Without omitting anything, copy the data exactly.
BEGIN The records
use crate::auth::{AuthRequest, AuthSuccess, AuthenticationFailure, LoginInputs};
use crate::credentials::RawCredentials;
use crate::error::{ExecutionFailure, StoreError};
use crate::model::ProfileId;
use crate::runner::{OutputSink, RunOutcome, RunSpec};
use std::collections::HashMap;
use std::fmt;
use std::future::Future;
use std::pin::Pin;
use std::sync::Mutex;

pub type BoxFuture<'a, T> = Pin<Box<dyn Future<Output = T> + Send + 'a>>;

/// Runs one federated login for one profile. Implementations never retry;
/// the connection manager owns the retry policy.
pub trait Authenticator: Send + Sync {
    fn authenticate<'a>(
        &'a self,
        request: &'a AuthRequest,
    ) -> BoxFuture<'a, Result<AuthSuccess, AuthenticationFailure>>;
}

pub trait CommandRunner: Send + Sync {
    fn run<'a>(
        &'a self,
        spec: &'a RunSpec,
        output: &'a dyn OutputSink,
    ) -> BoxFuture<'a, Result<RunOutcome, ExecutionFailure>>;
}

/// Read-only access to stored session credential material.
pub trait CredentialStore: Send + Sync {
    /// `Ok(None)` means nothing is stored for the profile; `Err` means the
    /// store itself could not be read.
    fn load(&self, profile: &str) -> Result<Option<RawCredentials>, StoreError>;
}

#[derive(Clone, Debug, Eq, PartialEq, Hash)]
pub enum LoginAccount {
    Default,
    Profile(ProfileId),
}

impl LoginAccount {
    pub fn key(&self) -> String {
        match self {
            LoginAccount::Default => "default".to_string(),
            LoginAccount::Profile(profile) => format!("profile:{profile}"),
        }
    }
}

impl fmt::Display for LoginAccount {
    fn fmt(&self, f: &mut fmt::Formatter<'_>) -> fmt::Result {
        f.write_str(&self.key())
    }
}

/// Saved ADFS logins, one per profile plus a shared default.
pub trait LoginStore: Send + Sync {
    fn get(&self, account: &LoginAccount) -> Result<Option<LoginInputs>, StoreError>;
    fn set(&self, account: &LoginAccount, inputs: &LoginInputs) -> Result<(), StoreError>;
    fn clear(&self, account: &LoginAccount) -> Result<(), StoreError>;

    /// Saved login for `profile`, falling back to the default entry.
    fn resolve(&self, profile: &str) -> Result<Option<LoginInputs>, StoreError> {
        if let Some(inputs) = self.get(&LoginAccount::Profile(profile.to_string()))? {
            return Ok(Some(inputs));
        }
        self.get(&LoginAccount::Default)
    }
}

/// Process-local login store. Logins saved here last until the process exits.
#[derive(Default)]
pub struct MemoryLoginStore {
    entries: Mutex<HashMap<LoginAccount, LoginInputs>>,
}

impl MemoryLoginStore {
    fn entries(&self) -> std::sync::MutexGuard<'_, HashMap<LoginAccount, LoginInputs>> {
        self.entries
            .lock()
            .unwrap_or_else(|poisoned| poisoned.into_inner())
    }
}

impl LoginStore for MemoryLoginStore {
    fn get(&self, account: &LoginAccount) -> Result<Option<LoginInputs>, StoreError> {
        Ok(self.entries().get(account).cloned())
    }

    fn set(&self, account: &LoginAccount, inputs: &LoginInputs) -> Result<(), StoreError> {
        self.entries().insert(account.clone(), inputs.clone());
        Ok(())
    }

    fn clear(&self, account: &LoginAccount) -> Result<(), StoreError> {
        self.entries().remove(account);
        Ok(())
    }
}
END The records
Written response
use crate::auth::{AuthRequest, AuthSuccess, AuthenticationFailure, LoginInputs};
use crate::credentials::RawCredentials;
use crate::error::{ExecutionFailure, StoreError};
use crate::model::ProfileId;
use crate::runner::{OutputSink, RunOutcome, RunSpec};
use std::collections::HashMap;
use std::fmt;
use std::future::Future;
use std::pin::Pin;
use std::sync::Mutex;

pub type BoxFuture<'a, T> = Pin<Box<dyn Future<Output = T> + Send + 'a>>;

/// Runs one federated login for one profile. Implementations never retry;
/// the connection manager owns the retry policy.
pub trait Authenticator: Send + Sync {
    fn authenticate<'a>(
        &'a self,
        request: &'a AuthRequest,
    ) -> BoxFuture<'a, Result<AuthSuccess, AuthenticationFailure>>;
}

pub trait CommandRunner: Send + Sync {
    fn run<'a>(
        &'a self,
        spec: &'a RunSpec,
        output: &'a dyn OutputSink,
    ) -> BoxFuture<'a, Result<RunOutcome, ExecutionFailure>>;
}

/// Read-only access to stored session credential material.
pub trait CredentialStore: Send + Sync {
    /// `Ok(None)` means nothing is stored for the profile; `Err` means the
    /// store itself could not be read.
    fn load(&self, profile: &str) -> Result<Option<RawCredentials>, StoreError>;
}

#[derive(Clone, Debug, Eq, PartialEq, Hash)]
pub enum LoginAccount {
    Default,
    Profile(ProfileId),
}

impl LoginAccount {
    pub fn key(&self) -> String {
        match self {
            LoginAccount::Default => "default".to_string(),
            LoginAccount::Profile(profile) => format!("profile:{profile}"),
        }
    }
}

impl fmt::Display for LoginAccount {
    fn fmt(&self, f: &mut fmt::Formatter<'_>) -> fmt::Result {
        f.write_str(&self.key())
    }
}

/// Saved ADFS logins, one per profile plus a shared default.
pub trait LoginStore: Send + Sync {
    fn get(&self, account: &LoginAccount) -> Result<Option<LoginInputs>, StoreError>;
    fn set(&self, account: &LoginAccount, inputs: &LoginInputs) -> Result<(), StoreError>;
    fn clear(&self, account: &LoginAccount) -> Result<(), StoreError>;

    /// Saved login for `profile`, falling back to the default entry.
    fn resolve(&self, profile: &str) -> Result<Option<LoginInputs>, StoreError> {
        if let Some(inputs) = self.get(&LoginAccount::Profile(profile.to_string()))? {
            return Ok(Some(inputs));
        }
        self.get(&LoginAccount::Default)
    }
}

/// Process-local login store. Logins saved here last until the process exits.
#[derive(Default)]
pub struct MemoryLoginStore {
    entries: Mutex<HashMap<LoginAccount, LoginInputs>>,
}

impl MemoryLoginStore {
    fn entries(&self) -> std::sync::MutexGuard<'_, HashMap<LoginAccount, LoginInputs>> {
        self.entries
            .lock()
            .unwrap_or_else(|poisoned| poisoned.into_inner())
    }
}

impl LoginStore for MemoryLoginStore {
    fn get(&self, account: &LoginAccount) -> Result<Option<LoginInputs>, StoreError> {
        Ok(self.entries().get(account).cloned())
    }

    fn set(&self, account: &LoginAccount, inputs: &LoginInputs) -> Result<(), StoreError> {
        self.entries().insert(account.clone(), inputs.clone());
        Ok(())
    }

    fn clear(&self, account: &LoginAccount) -> Result<(), StoreError> {
        self.entries().remove(account);
        Ok(())
    }
}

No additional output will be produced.